According to the hotel management, the breach was first discovered and reported by some credit-card companies (Visa, MasterCard), soon after their report, law enforcement agencies and financial and credit-card processing companies being informed and involved in the investigations.
The data breach did not occur at all hotels in North America, but hit some vulnerable points in Canada and the USA. “Radisson […] has implemented additional security measures designed to prevent a recurrence of such an attack and to protect the privacy of Radisson’s valued guests.” the open letter said regarding the aftermath in hotel security systems.

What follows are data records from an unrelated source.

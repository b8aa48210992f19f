//! スタックスロットのコメント解決
//!
//! スタック上の1ワードに格納された値が何を指しているかを推測し、
//! 短いコメントを生成します。判定は次の順で行い、最初に一致したものを採用します。
//!
//! 1. SEHチェーンキャッシュ
//! 2. 戻りアドレス（直前の命令がcall）
//! 3. 文字列
//! 4. モジュールとラベル

use crate::comment::{ColorTag, StackComment};
use crate::config::StackConfig;
use crate::disasm::{BranchTarget, DecodedInstruction, InstructionDecoder};
use crate::seh::SehChainCache;
use crate::symname::{format_pointer, format_symbol_address};
use crate::target::{StringProbe, SymbolSource, TargetMemory};
use tracing::trace;

/// スタックスロットのコメント解決器
pub struct SlotResolver<'a> {
    pub memory: &'a dyn TargetMemory,
    pub symbols: &'a dyn SymbolSource,
    pub strings: &'a dyn StringProbe,
    pub decoder: &'a dyn InstructionDecoder,
    pub seh: &'a SehChainCache,
    pub config: &'a StackConfig,
}

impl<'a> SlotResolver<'a> {
    /// `address` にあるスロットのコメントを生成する
    ///
    /// どの判定にも一致しない場合は `None` を返します。
    pub fn resolve(&self, address: u64) -> Option<StackComment> {
        if let Some(comment) = self.seh.lookup(address) {
            return Some(comment);
        }

        // スロットの値がポインタでなければ普通のデータとみなす
        let data = self.memory.read_word(address)?;
        if !self.memory.is_readable(data) {
            return None;
        }

        if let Some(comment) = self.return_address_comment(data) {
            return Some(comment);
        }

        if let Some(text) = self.strings.string_at(data) {
            return Some(self.comment(text, ColorTag::Default));
        }

        self.label_comment(data)
    }

    fn comment(&self, text: String, color: ColorTag) -> StackComment {
        StackComment::with_capacity(text, color, self.config.comment_capacity)
    }

    /// `target` の直前の命令がcallなら戻りアドレスとしてのコメントを返す
    fn return_address_comment(&self, target: u64) -> Option<StackComment> {
        let call = self.preceding_instruction(target).filter(|insn| insn.is_call)?;

        let from = match call.target {
            BranchTarget::Direct(addr) => addr,
            BranchTarget::Indirect(slot) => self.memory.read_word(slot).unwrap_or(0),
            BranchTarget::None => 0,
        };

        let text = format!(
            "return to {} from {}",
            format_symbol_address(self.symbols, target),
            format_symbol_address(self.symbols, from)
        );
        Some(self.comment(text, ColorTag::ReturnAddress))
    }

    /// `target` でちょうど終わる命令を探す
    ///
    /// 読み取り範囲は `target` を含む領域のベースで切り詰めます。
    pub fn preceding_instruction(&self, target: u64) -> Option<DecodedInstruction> {
        let region = self.memory.find_region(target)?;
        let read_start = target
            .saturating_sub(self.config.disasm_window)
            .max(region.base);
        let len = target.checked_sub(read_start)? as usize;
        if len == 0 {
            return None;
        }

        let mut code = vec![0u8; len];
        let read = self.memory.read(read_start, &mut code).ok()?;
        if read < len {
            // 末尾が読めていなければ境界を判定できない
            trace!(target, read, len, "partial read before candidate return address");
            return None;
        }

        let offset = self.decoder.instruction_before(&code, read_start, len)?;
        let insn = self
            .decoder
            .decode(&code[offset..], read_start + offset as u64)?;

        (insn.end() == target).then_some(insn)
    }

    /// モジュール名とラベルからコメントを生成する
    fn label_comment(&self, target: u64) -> Option<StackComment> {
        let label = self
            .symbols
            .resolve(target)
            .label
            .filter(|l| !l.is_empty());
        let module = self
            .symbols
            .module_name_of(target)
            .filter(|m| !m.is_empty());

        let text = match (module, label) {
            (Some(module), Some(label)) => format!("{}.{}", module, label),
            (Some(module), None) => format!("{}.{}", module, format_pointer(target)),
            (None, Some(label)) => format!("<{}>", label),
            (None, None) => return None,
        };
        Some(self.comment(text, ColorTag::Default))
    }
}
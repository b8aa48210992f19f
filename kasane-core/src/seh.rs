//! SEHチェーンキャッシュ
//!
//! ハンドラレコードのアドレスから、チェーン内の位置を示すコメントへの対応を保持します。
//! チェーンの列挙は比較的重いため、デバッガの停止イベントごとに明示的に再構築します。

use crate::cache::SnapshotMap;
use crate::comment::{ColorTag, StackComment};
use crate::target::HandlerChain;
use std::collections::HashMap;
use tracing::debug;

/// SEHチェーンキャッシュ
#[derive(Default)]
pub struct SehChainCache {
    records: SnapshotMap<u64, StackComment>,
}

impl SehChainCache {
    /// 空のキャッシュを作成する
    pub fn new() -> Self {
        Self {
            records: SnapshotMap::new(),
        }
    }

    /// チェーンを列挙し直してキャッシュ全体を差し替える
    ///
    /// 列挙に失敗した場合や空のチェーンの場合、キャッシュは空になります。
    /// 戻り値はキャッシュされたレコード数です。
    pub fn refresh(&self, chain: &dyn HandlerChain) -> usize {
        let records = match chain.enumerate() {
            Ok(records) => records,
            Err(e) => {
                debug!("SEH chain enumeration failed: {}", e);
                Vec::new()
            }
        };

        let map = build_seh_map(&records);
        let count = map.len();
        self.records.replace_all(map);

        debug!("SEH chain cache refreshed: {} records", count);
        count
    }

    /// レコードのアドレスからコメントを検索する
    pub fn lookup(&self, address: u64) -> Option<StackComment> {
        self.records.get(&address)
    }

    pub fn len(&self) -> usize {
        self.records.len()
    }

    pub fn is_empty(&self) -> bool {
        self.records.is_empty()
    }

    pub fn clear(&self) {
        self.records.clear();
    }
}

/// レコードのアドレス列からコメントのマップを構築する
///
/// 最後のレコード以外は次のレコードへの参照（1始まり）、
/// 最後のレコードはチェーンの終端を示します。
pub fn build_seh_map(records: &[u64]) -> HashMap<u64, StackComment> {
    let count = records.len();
    let mut map = HashMap::with_capacity(count);

    for (i, &address) in records.iter().enumerate() {
        let text = if i + 1 != count {
            format!("Pointer to SEH_Record[{}]", i + 1)
        } else {
            "End of SEH Chain".to_string()
        };
        map.entry(address)
            .or_insert_with(|| StackComment::new(text, ColorTag::SehChain));
    }

    map
}
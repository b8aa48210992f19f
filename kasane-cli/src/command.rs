//! REPLコマンド

/// スタックダンプで表示するスロット数の既定値
pub const DEFAULT_STACK_SLOTS: usize = 16;

/// REPLコマンド
#[derive(Debug, Clone, PartialEq, Eq)]
pub enum Command {
    /// スタックスロットをコメント付きで表示
    Stack(usize),
    /// コールスタック表示（`fresh` が真ならウォークし直す）
    CallStack { fresh: bool },
    /// SEHチェーンを再構築して表示
    Seh,
    /// 指定スロットのコメント表示
    Comment(String),
    /// アドレスの表示名
    Symbol(String),
    /// 実行継続
    Continue,
    /// キャッシュの破棄
    Reset,
    /// ヘルプ表示
    Help,
    /// 終了
    Quit,
}

impl Command {
    /// コマンド文字列をパースする
    pub fn parse(input: &str) -> Option<Self> {
        let parts: Vec<&str> = input.split_whitespace().collect();
        let (&name, args) = parts.split_first()?;

        match name {
            "stack" | "st" => match args.first() {
                Some(count) => count.parse().ok().map(Command::Stack),
                None => Some(Command::Stack(DEFAULT_STACK_SLOTS)),
            },
            "callstack" | "cs" => match args.first() {
                Some(&"fresh") | Some(&"f") => Some(Command::CallStack { fresh: true }),
                Some(_) => None,
                None => Some(Command::CallStack { fresh: false }),
            },
            "csf" => Some(Command::CallStack { fresh: true }),
            "seh" => Some(Command::Seh),
            "comment" => args.first().map(|a| Command::Comment(a.to_string())),
            "sym" => args.first().map(|a| Command::Symbol(a.to_string())),
            "continue" | "c" => Some(Command::Continue),
            "reset" => Some(Command::Reset),
            "help" | "h" | "?" => Some(Command::Help),
            "quit" | "q" | "exit" => Some(Command::Quit),
            _ => None,
        }
    }
}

The hotel management was keeping client financial information on its database for room reservations and service purchases. According to the apology letter FAQ, only the name printed on a credit or debit card, the number on a credit or debit card, and the expiration date on the card were accessed and taken by attackers. No social security numbers were taken from the records.
No details have been given by hotel officials or the police regarding the investigation carried out at this moment in two countries. Unlike the 163,000 ChoicePoint customers that have received over 15 million dollars in compensation after a criminal attack on the service's database, Radisson Hotels customers will not be offered any monetary advantages after this leak.
Meanwhile, hotel officials are supplying free credit-card monitoring for one year for all its customers accommodated between November 2008 and May 2009, and has urged former hotel clients to alert their banks of any kind of suspicious account activities.